**EXERCISE GOAL:** Copy out each line of the data below in which "available" appears.

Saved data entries
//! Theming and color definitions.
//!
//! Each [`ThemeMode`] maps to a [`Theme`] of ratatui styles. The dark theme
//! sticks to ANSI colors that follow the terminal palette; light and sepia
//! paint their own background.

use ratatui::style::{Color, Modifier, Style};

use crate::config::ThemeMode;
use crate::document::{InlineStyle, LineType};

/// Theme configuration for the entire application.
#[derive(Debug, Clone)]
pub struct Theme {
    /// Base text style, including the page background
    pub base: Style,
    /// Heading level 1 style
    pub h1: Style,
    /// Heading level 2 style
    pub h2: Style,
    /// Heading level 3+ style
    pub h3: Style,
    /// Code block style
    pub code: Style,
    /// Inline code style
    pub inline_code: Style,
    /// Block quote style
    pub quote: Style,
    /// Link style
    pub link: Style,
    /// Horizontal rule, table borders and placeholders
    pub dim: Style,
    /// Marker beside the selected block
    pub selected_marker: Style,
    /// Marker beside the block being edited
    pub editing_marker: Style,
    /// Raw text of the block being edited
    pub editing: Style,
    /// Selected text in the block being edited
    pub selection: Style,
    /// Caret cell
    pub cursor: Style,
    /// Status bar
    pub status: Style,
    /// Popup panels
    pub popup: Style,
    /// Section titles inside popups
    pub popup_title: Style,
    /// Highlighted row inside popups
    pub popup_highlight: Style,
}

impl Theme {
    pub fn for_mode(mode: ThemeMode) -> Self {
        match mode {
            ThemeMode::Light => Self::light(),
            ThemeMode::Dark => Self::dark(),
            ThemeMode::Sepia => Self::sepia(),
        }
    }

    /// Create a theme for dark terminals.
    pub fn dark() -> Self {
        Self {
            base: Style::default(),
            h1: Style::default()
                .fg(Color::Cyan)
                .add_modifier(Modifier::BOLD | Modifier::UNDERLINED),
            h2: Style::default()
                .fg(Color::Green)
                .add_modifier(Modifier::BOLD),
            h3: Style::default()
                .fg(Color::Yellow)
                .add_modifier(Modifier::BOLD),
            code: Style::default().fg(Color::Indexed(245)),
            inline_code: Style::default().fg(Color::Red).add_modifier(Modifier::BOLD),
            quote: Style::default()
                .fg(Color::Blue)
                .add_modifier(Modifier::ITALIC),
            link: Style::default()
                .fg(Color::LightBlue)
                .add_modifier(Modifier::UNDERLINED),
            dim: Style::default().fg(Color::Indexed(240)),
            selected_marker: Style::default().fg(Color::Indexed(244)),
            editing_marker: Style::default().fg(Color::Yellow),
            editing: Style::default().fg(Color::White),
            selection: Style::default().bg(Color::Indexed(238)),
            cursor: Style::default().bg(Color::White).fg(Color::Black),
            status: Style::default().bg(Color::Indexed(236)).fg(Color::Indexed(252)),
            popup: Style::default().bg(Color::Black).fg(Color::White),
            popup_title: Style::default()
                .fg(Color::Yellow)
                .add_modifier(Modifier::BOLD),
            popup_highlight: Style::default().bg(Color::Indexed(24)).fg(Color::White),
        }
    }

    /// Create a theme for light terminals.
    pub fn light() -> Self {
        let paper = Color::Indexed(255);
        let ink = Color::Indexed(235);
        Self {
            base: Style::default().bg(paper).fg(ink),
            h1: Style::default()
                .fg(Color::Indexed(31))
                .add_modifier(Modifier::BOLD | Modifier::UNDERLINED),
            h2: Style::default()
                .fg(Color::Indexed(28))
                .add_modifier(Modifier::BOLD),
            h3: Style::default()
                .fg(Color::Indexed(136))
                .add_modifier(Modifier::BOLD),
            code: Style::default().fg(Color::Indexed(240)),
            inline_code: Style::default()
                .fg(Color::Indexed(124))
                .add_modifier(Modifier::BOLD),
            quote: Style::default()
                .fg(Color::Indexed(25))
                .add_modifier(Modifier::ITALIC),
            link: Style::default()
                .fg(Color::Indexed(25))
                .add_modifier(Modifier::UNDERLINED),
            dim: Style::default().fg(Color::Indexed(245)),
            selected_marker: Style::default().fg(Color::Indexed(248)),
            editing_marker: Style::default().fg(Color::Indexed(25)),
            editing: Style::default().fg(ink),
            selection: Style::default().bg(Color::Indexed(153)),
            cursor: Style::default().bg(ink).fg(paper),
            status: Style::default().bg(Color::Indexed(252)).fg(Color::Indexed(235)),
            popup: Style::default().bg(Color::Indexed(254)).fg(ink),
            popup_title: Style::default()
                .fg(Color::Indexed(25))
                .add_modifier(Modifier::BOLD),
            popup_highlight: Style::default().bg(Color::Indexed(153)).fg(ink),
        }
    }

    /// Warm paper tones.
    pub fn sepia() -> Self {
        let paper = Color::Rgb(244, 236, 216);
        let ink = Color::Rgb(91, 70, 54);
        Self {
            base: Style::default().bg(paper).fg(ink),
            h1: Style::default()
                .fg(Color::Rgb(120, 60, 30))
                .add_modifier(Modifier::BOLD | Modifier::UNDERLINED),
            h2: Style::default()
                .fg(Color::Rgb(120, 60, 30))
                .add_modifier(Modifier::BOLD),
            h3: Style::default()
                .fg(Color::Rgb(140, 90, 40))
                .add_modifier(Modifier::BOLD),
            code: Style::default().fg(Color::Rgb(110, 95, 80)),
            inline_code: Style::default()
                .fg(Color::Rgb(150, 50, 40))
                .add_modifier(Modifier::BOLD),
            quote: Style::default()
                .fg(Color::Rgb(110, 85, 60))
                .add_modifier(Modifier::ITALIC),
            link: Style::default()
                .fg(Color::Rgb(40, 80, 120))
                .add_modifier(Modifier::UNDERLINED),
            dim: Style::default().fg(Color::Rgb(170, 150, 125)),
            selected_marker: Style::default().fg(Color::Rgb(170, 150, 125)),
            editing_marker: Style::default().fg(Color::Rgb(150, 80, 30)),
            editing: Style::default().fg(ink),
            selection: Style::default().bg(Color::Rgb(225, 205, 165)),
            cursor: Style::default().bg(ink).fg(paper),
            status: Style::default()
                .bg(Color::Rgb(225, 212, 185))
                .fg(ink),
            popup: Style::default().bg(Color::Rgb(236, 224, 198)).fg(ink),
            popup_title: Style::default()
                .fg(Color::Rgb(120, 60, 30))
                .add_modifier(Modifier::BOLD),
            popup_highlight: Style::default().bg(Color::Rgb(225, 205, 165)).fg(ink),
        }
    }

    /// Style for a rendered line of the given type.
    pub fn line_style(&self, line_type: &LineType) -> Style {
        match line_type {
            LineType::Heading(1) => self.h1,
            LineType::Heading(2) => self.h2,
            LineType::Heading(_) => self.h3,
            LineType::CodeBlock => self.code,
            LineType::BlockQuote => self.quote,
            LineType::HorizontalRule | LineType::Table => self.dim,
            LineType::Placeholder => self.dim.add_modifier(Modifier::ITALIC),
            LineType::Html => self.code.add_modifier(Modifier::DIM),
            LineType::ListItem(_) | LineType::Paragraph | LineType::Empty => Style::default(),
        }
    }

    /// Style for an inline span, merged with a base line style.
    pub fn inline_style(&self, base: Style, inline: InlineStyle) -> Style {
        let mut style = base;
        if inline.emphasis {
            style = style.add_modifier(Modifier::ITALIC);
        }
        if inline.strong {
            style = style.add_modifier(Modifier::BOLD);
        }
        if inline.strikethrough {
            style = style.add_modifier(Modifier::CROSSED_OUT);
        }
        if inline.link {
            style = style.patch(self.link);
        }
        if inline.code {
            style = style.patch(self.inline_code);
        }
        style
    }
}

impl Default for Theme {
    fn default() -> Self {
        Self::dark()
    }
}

==

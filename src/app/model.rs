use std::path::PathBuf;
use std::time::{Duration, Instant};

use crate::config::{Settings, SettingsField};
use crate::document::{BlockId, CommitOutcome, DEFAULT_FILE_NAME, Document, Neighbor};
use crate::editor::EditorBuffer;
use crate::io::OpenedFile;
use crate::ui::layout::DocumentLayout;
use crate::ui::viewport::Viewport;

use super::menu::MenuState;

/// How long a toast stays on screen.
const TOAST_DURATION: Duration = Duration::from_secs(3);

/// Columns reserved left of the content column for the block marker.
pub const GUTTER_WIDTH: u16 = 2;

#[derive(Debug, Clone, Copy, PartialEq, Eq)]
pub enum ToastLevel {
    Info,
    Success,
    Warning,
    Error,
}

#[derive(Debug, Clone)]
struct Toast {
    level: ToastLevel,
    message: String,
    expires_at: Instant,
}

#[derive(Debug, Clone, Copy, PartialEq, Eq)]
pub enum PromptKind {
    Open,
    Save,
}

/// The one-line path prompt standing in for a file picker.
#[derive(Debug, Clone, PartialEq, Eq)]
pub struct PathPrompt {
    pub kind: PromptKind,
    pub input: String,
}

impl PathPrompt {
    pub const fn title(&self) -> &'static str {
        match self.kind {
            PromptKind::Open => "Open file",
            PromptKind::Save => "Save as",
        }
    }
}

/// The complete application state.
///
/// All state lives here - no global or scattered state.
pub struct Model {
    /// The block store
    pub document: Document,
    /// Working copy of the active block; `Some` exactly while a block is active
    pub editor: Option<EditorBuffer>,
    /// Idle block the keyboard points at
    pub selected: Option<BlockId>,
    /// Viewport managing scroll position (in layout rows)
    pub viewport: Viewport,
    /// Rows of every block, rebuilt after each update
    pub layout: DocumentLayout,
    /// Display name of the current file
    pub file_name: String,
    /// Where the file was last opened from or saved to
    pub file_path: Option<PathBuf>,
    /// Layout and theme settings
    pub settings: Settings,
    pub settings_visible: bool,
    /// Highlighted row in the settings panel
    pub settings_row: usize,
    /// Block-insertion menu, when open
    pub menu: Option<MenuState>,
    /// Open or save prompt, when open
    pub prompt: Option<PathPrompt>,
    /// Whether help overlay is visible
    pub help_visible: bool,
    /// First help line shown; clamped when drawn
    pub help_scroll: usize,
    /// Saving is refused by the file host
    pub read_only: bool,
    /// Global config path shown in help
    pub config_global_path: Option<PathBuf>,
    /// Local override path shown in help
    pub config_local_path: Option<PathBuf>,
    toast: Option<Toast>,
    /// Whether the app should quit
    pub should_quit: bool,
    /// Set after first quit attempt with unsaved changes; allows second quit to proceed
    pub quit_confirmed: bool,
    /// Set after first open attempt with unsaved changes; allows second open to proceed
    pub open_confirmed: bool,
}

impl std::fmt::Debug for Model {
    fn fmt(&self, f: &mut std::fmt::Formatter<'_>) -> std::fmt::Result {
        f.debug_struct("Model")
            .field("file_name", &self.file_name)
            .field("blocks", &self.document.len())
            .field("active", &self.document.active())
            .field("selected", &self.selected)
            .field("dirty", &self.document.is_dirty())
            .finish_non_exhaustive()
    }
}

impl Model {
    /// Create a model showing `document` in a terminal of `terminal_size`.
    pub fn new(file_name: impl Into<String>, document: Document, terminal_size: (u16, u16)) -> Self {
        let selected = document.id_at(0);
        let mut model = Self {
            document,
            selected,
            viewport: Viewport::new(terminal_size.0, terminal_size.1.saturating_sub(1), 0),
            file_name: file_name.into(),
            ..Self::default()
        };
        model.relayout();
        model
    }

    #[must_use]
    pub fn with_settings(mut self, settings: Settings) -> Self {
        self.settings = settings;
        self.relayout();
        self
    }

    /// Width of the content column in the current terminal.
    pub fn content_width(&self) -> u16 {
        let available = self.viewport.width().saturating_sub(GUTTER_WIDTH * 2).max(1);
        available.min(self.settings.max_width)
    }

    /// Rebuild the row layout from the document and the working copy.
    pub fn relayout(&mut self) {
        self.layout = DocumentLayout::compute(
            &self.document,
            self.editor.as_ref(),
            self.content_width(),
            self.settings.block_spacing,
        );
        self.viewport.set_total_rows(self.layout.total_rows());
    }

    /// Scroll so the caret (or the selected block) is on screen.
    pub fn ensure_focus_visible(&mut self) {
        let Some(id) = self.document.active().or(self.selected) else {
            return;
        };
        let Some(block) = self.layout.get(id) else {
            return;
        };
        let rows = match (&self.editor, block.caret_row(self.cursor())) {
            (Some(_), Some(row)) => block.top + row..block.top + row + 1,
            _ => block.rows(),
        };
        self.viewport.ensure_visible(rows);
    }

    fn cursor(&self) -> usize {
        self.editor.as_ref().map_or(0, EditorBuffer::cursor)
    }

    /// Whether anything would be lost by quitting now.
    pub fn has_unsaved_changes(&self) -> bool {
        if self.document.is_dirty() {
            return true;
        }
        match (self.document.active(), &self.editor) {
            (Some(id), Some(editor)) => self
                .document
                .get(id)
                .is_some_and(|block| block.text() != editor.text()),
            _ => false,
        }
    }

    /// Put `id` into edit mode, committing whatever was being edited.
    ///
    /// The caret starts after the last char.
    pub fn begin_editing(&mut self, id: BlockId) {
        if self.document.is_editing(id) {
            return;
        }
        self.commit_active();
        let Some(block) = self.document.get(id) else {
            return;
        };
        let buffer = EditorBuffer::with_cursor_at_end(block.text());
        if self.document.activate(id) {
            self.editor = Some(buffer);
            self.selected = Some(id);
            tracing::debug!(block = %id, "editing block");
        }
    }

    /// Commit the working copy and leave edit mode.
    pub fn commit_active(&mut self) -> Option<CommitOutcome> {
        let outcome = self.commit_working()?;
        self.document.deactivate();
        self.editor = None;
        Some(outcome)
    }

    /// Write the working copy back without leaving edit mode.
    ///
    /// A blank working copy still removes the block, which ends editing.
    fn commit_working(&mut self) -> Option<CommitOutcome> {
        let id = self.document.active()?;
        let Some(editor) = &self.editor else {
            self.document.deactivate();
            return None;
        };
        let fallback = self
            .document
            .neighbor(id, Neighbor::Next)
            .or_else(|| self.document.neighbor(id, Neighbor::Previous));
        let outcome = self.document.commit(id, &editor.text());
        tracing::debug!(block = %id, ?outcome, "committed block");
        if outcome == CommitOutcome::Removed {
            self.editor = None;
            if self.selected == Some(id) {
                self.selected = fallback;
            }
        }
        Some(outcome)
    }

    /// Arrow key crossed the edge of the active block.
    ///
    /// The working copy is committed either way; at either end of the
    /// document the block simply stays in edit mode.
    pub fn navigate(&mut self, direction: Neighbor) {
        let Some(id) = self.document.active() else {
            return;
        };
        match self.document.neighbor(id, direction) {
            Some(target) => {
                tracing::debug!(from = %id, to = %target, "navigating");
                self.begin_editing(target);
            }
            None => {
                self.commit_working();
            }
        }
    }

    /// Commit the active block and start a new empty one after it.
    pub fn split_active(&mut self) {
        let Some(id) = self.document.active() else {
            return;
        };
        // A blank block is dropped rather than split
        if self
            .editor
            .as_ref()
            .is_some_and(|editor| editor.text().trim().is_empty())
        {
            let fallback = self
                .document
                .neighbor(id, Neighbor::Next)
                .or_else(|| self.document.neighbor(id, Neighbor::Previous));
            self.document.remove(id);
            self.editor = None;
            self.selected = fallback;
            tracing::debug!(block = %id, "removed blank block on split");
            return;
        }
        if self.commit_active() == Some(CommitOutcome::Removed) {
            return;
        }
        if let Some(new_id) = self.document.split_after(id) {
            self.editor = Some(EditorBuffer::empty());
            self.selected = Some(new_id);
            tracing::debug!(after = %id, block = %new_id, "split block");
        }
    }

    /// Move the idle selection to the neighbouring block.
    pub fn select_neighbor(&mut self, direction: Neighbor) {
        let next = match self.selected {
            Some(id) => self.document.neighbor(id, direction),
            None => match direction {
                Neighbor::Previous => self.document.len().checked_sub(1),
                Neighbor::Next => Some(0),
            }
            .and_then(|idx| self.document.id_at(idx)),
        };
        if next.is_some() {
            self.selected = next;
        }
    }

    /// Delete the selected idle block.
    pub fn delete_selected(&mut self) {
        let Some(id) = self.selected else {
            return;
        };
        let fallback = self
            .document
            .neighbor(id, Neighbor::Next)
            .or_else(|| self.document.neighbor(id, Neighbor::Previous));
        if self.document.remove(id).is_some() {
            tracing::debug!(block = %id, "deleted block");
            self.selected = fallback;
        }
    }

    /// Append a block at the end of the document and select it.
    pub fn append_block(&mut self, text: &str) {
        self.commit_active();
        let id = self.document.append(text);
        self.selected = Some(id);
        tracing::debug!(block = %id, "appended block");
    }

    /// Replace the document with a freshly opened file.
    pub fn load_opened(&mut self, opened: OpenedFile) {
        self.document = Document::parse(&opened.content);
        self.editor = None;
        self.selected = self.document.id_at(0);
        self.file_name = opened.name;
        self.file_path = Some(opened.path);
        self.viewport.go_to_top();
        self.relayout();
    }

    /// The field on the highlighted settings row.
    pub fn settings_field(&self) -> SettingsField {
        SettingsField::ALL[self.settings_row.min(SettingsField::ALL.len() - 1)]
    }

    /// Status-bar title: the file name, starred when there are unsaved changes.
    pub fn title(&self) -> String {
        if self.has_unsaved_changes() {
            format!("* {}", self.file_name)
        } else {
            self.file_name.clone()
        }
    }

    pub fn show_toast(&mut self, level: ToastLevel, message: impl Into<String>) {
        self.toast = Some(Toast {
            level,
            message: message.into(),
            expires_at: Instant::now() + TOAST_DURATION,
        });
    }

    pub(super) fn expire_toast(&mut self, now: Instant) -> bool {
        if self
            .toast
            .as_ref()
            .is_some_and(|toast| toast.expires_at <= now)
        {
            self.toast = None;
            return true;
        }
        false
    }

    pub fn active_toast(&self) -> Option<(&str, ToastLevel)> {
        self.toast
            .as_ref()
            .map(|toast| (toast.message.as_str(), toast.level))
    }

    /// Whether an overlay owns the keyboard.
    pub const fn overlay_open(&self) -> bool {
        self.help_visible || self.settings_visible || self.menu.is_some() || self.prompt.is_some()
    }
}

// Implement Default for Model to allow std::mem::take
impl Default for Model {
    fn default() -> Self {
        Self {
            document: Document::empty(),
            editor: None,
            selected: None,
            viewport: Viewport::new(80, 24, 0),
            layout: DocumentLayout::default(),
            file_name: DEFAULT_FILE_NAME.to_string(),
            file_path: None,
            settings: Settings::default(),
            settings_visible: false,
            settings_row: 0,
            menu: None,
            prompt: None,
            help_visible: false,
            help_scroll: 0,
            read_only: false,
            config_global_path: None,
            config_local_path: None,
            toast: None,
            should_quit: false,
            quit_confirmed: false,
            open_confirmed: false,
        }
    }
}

**WRITTEN SOLUTION:**
        let available = self.viewport.width().saturating_sub(GUTTER_WIDTH * 2).max(1);
        available.min(self.settings.max_width)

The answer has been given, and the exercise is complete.